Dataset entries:
/---

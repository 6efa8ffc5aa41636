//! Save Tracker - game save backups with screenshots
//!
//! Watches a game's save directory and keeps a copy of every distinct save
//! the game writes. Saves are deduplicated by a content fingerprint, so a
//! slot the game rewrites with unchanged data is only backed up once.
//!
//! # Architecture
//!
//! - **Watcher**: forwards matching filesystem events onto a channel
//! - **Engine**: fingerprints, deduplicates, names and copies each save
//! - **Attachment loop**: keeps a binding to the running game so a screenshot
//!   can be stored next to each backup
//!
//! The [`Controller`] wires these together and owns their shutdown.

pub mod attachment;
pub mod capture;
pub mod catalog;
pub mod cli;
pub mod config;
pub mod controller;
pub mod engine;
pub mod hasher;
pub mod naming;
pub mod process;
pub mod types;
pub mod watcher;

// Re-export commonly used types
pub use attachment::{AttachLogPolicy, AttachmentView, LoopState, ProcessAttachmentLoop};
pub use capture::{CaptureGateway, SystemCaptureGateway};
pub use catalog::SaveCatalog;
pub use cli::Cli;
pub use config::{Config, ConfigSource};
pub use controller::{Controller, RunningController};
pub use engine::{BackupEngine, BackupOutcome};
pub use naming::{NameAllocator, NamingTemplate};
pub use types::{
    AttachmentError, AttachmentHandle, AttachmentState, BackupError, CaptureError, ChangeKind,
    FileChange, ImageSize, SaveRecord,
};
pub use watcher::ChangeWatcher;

\---

• Problem description:
Each entry above is to be quoted exactly.

• Response to the task:
repository 6efa8ffc5aa41636
//! Save Tracker - game save backups with screenshots
//!
//! Watches a game's save directory and keeps a copy of every distinct save
//! the game writes. Saves are deduplicated by a content fingerprint, so a
//! slot the game rewrites with unchanged data is only backed up once.
//!
//! # Architecture
//!
//! - **Watcher**: forwards matching filesystem events onto a channel
//! - **Engine**: fingerprints, deduplicates, names and copies each save
//! - **Attachment loop**: keeps a binding to the running game so a screenshot
//!   can be stored next to each backup
//!
//! The [`Controller`] wires these together and owns their shutdown.

pub mod attachment;
pub mod capture;
pub mod catalog;
pub mod cli;
pub mod config;
pub mod controller;
pub mod engine;
pub mod hasher;
pub mod naming;
pub mod process;
pub mod types;
pub mod watcher;

// Re-export commonly used types
pub use attachment::{AttachLogPolicy, AttachmentView, LoopState, ProcessAttachmentLoop};
pub use capture::{CaptureGateway, SystemCaptureGateway};
pub use catalog::SaveCatalog;
pub use cli::Cli;
pub use config::{Config, ConfigSource};
pub use controller::{Controller, RunningController};
pub use engine::{BackupEngine, BackupOutcome};
pub use naming::{NameAllocator, NamingTemplate};
pub use types::{
    AttachmentError, AttachmentHandle, AttachmentState, BackupError, CaptureError, ChangeKind,
    FileChange, ImageSize, SaveRecord,
};
pub use watcher::ChangeWatcher;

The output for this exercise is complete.